Unfortunately, a good deal of the reporting of the financial problems surrounding the financial crisis the Postal Service finds itself in fall prey to basic fallacies and red herrings like this one. The RHBF itself is something of a response to scary numbers without context (as well as a means of Congress making its own books look good). GAO generally provides solid analysis but too often slips into editorializing.

The final take on all of this is that GAO finds that the Postal Service proposal does reduce Postal Service expenditures for healthcare.  Basically it does this by eliminating the payments to the RHBF and placing the current RHBF funds at the disposal of the Postal Service. The report finds that most of the additional savings come from requiring the use of Medicare for eligible employees and retirees.
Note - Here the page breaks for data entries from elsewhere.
//! Host-specific predicates registered next to the built-ins

use checker::{FieldValidator, RequestData, ValidatorOptions};
use serde_json::Value;

pub const MAX_TAGS: usize = 10;

const RESERVED_NAMES: &[&str] = &["admin", "root", "system", "registry"];

/// Equal to the body field named by the first argument
pub fn same_as_body(value: Option<&Value>, args: &[Value], request: &RequestData) -> bool {
    let Some(other) = args.first().and_then(Value::as_str) else {
        return false;
    };
    value.is_some() && value == request.body.get(other)
}

/// Array of at most [`MAX_TAGS`] non-empty strings
pub fn is_tag_list(value: Option<&Value>, _args: &[Value], _request: &RequestData) -> bool {
    match value {
        Some(Value::Array(tags)) => {
            tags.len() <= MAX_TAGS
                && tags
                    .iter()
                    .all(|tag| tag.as_str().map_or(false, |s| !s.trim().is_empty()))
        }
        _ => false,
    }
}

pub fn not_reserved(value: Option<&Value>, _args: &[Value], _request: &RequestData) -> bool {
    match value.and_then(Value::as_str) {
        Some(name) => !RESERVED_NAMES.contains(&name.trim().to_lowercase().as_str()),
        None => true,
    }
}

pub fn build(options: ValidatorOptions) -> FieldValidator {
    FieldValidator::builder()
        .options(options)
        .custom_validator("sameAsBody", same_as_body)
        .custom_validator("isTagList", is_tag_list)
        .custom_validator("notReserved", not_reserved)
        .build()
}

#[cfg(test)]
mod tests {
    use super::*;
    use serde_json::json;

    #[test]
    fn test_same_as_body() {
        let request = RequestData::new().with_body("password", "hunter2");
        assert!(same_as_body(Some(&json!("hunter2")), &[json!("password")], &request));
        assert!(!same_as_body(Some(&json!("hunter3")), &[json!("password")], &request));
        assert!(!same_as_body(None, &[json!("missing")], &request));
        assert!(!same_as_body(Some(&json!("hunter2")), &[], &request));
    }

    #[test]
    fn test_is_tag_list() {
        let request = RequestData::new();
        assert!(is_tag_list(Some(&json!(["defi", "token"])), &[], &request));
        assert!(is_tag_list(Some(&json!([])), &[], &request));
        assert!(!is_tag_list(Some(&json!(["ok", ""])), &[], &request));
        assert!(!is_tag_list(Some(&json!(["ok", 3])), &[], &request));
        assert!(!is_tag_list(Some(&json!("defi")), &[], &request));
        assert!(!is_tag_list(Some(&json!(vec!["t"; MAX_TAGS + 1])), &[], &request));
    }

    #[test]
    fn test_not_reserved() {
        let request = RequestData::new();
        assert!(not_reserved(Some(&json!("ada")), &[], &request));
        assert!(!not_reserved(Some(&json!(" Admin ")), &[], &request));
    }

    #[test]
    fn test_build_registers_custom_predicates() {
        let validator = build(ValidatorOptions::default());
        for name in ["sameAsBody", "isTagList", "notReserved", "isEmail"] {
            assert!(validator.registry().contains(name), "missing {}", name);
        }
    }
}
GAO couches its language in terms that soften and obscure. The report makes clear that everything is sensitive to the underlying assumptions — assumptions about growth and inflation, about lifespan and probabilities of health and disease, about return on investment. The assumptions, the GAO assures us, are all reasonable and sound, and in a very discrete sense, that’s not arguable.

But reading the report carefully and placing it in the general context of broader issues facing the Postal Service and in the specific context of some of the institutional biases that seem to be ingrained in both the Postal Service and GAO, one comes away that Mr. Donahoe’s plan is much ado about nothing. Its savings are derived from basic steps, small changes, that could be taken at any time without disrupting a successful insurance exchange and the healthcare of millions. Its promises of comparable costs and benefits for enrollees are illusory, dependent on a number of factors, changes in law, contract negotiations, positive assumptions and actuarial choices.

In the end what stands out is that a great deal of effort and public relations have gone into an effort to remove the Postal Service from its government moorings.